Most Americans buy their meat and produce from a grocery store or other third party, far removed from the original grower or producer. However, with the community-supported agriculture (CSA) program, customers pay farmers a subscription fee up front - usually in late winter or early spring - for a share of produce or meat they’ll receive throughout the year.
It's the business model Margaret Evans and her partner Kevin Brown chose for her Groundworks Farm. Located in the northeastern state of Vermont, the farm is one of a growing number of CSAs nationwide.
Evans says selling shares helped lessen the risk of starting a new farm.
“We saw that this was a way that, not only could we do something we love, but we could make a business out of it," she says. "And a lot of people have it in their heads that they can’t really make a living farming and we believe we can. And the CSA model is a way that we can do it on a smaller scale, too.”
According to the U.S. Department of Agriculture, there are nearly 13,000 CSAs operating in the United States. In Vermont, the number of CSAs grew from 28 in 2000 to nearly 100 in 2010.
“I can think of about 15 small vegetable farms that have started up in the last two years in our county," says Tara Kelly, executive director of the Rutland Area Farm and Food Link (RAFFL).
The nonprofit organization aims to expand new markets and improve distribution and processing for local farmers in central Vermont.
“Just in the last couple years, we’ve had an explosion of newer farmers in our area that are responding to the fact that there’s an increased number of people interested in local food,” says Kelly.

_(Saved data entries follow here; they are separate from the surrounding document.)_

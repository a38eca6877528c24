use sqlx::{Sqlite, SqlitePool};

use crate::{data_formats::REQUIRED_FIELD, errors::RequestError, models::Comment};

const COMMENT_QUERY: &str = r#"
            SELECT comments.id          AS "id",
                   comments.text        AS "text",
                   comments.created_at  AS "created_at",
                   comments.author_id   AS "author_id",
                   users.username       AS "author_username",
                   comments.post_id     AS "post_id"
            FROM   comments
                JOIN users
                    ON users.id = comments.author_id
"#;

pub async fn add_comment_to_post_in_db(
    pool: &SqlitePool,
    author_id: i64,
    post_id: i64,
    text: &str,
) -> Result<Comment, RequestError> {
    let mut tx = pool.begin().await?;
    let post = sqlx::query_scalar::<Sqlite, i64>("SELECT id FROM posts WHERE id = $1")
        .bind(post_id)
        .fetch_optional(&mut tx)
        .await?;
    if post.is_none() {
        return Err(RequestError::NotFound("Post not found"));
    }

    let text = text.trim();
    if text.is_empty() {
        return Err(RequestError::validation("text", REQUIRED_FIELD));
    }

    let id = sqlx::query(
        r#"
        INSERT INTO comments (text, created_at, author_id, post_id)
        VALUES ($1, $2, $3, $4)
        "#,
    )
    .bind(text)
    .bind(chrono::Utc::now().naive_utc())
    .bind(author_id)
    .bind(post_id)
    .execute(&mut tx)
    .await?
    .last_insert_rowid();

    let query = format!("{COMMENT_QUERY} WHERE comments.id = $1");
    let result = sqlx::query_as::<Sqlite, Comment>(&query)
        .bind(id)
        .fetch_one(&mut tx)
        .await?;
    tx.commit().await?;
    Ok(result)
}

pub async fn get_comments_for_post_in_db(
    pool: &SqlitePool,
    post_id: i64,
) -> Result<Vec<Comment>, RequestError> {
    let mut tx = pool.begin().await?;
    let query = format!(
        "{COMMENT_QUERY} WHERE comments.post_id = $1 \
         ORDER BY comments.created_at DESC, comments.id DESC"
    );
    let result = sqlx::query_as::<Sqlite, Comment>(&query)
        .bind(post_id)
        .fetch_all(&mut tx)
        .await?;
    tx.commit().await?;
    Ok(result)
}

#[cfg(test)]
mod tests {
    use super::*;
    use crate::db_helpers::test_support::{post, test_pool, user};

    #[tokio::test]
    async fn comments_are_newest_first() {
        let (_dir, pool) = test_pool().await;
        let author = user(&pool, "test_author").await;
        let commented = post(&pool, &author, "post", None).await;
        add_comment_to_post_in_db(&pool, author.id, commented.id, "first")
            .await
            .unwrap();
        let latest = add_comment_to_post_in_db(&pool, author.id, commented.id, "second")
            .await
            .unwrap();
        assert_eq!(latest.author_username, "test_author");

        let comments = get_comments_for_post_in_db(&pool, commented.id)
            .await
            .unwrap();
        let texts: Vec<_> = comments.iter().map(|c| c.text.as_str()).collect();
        assert_eq!(texts, vec!["second", "first"]);
    }

    #[tokio::test]
    async fn blank_comments_and_missing_posts_are_rejected() {
        let (_dir, pool) = test_pool().await;
        let author = user(&pool, "test_author").await;
        let commented = post(&pool, &author, "post", None).await;

        assert!(matches!(
            add_comment_to_post_in_db(&pool, author.id, commented.id, "  ").await,
            Err(RequestError::Validation(_))
        ));
        assert!(matches!(
            add_comment_to_post_in_db(&pool, author.id, 999, "hello").await,
            Err(RequestError::NotFound(_))
        ));
        assert!(get_comments_for_post_in_db(&pool, commented.id)
            .await
            .unwrap()
            .is_empty());
    }

    #[tokio::test]
    async fn missing_post_wins_over_blank_text() {
        let (_dir, pool) = test_pool().await;
        let author = user(&pool, "test_author").await;

        assert!(matches!(
            add_comment_to_post_in_db(&pool, author.id, 999, "  ").await,
            Err(RequestError::NotFound(_))
        ));
    }
}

Nancy Gondella, of Wallingford, Vermont, is one of them. That's why she became a Groundworks Farm client.
“I think it’s nice to support local businesses and also to have fresh produce, locally grown," says Gondella. "So I thought I’d give it a try and, just based on the things that I got today, it seems pretty cool.”
The Hathaway family has been raising beef on their Vermont farm for three generations but didn't offer a beef CSA until last year, in response to customer demand.
Owner B.J. Hathaway says it’s been good for both his bottom line and his customers' wallets.
“I mean, it’s 24 months from the time these little guys are born to when that beef is available for sale. So it’s not like chickens that you raise in six weeks or pigs that are ready in nine months," he says. "It’s a long-term deal here and to manage that whole chain, a known set of sales has value to me and in that way I can pass along a little bit of a price advantage to the consumer.”
Vermont leads the United States when it comes to per capita direct-to-consumer farm sales - purchases at farmer’s markets, farm stands and CSAs.
Those sales totaled nearly $30 million in 2007. But it’s still only 2.5 percent of the total food purchased by Vermonters.
Nationwide, direct annual sales per farm average only $8,000, leaving plenty of room for growth.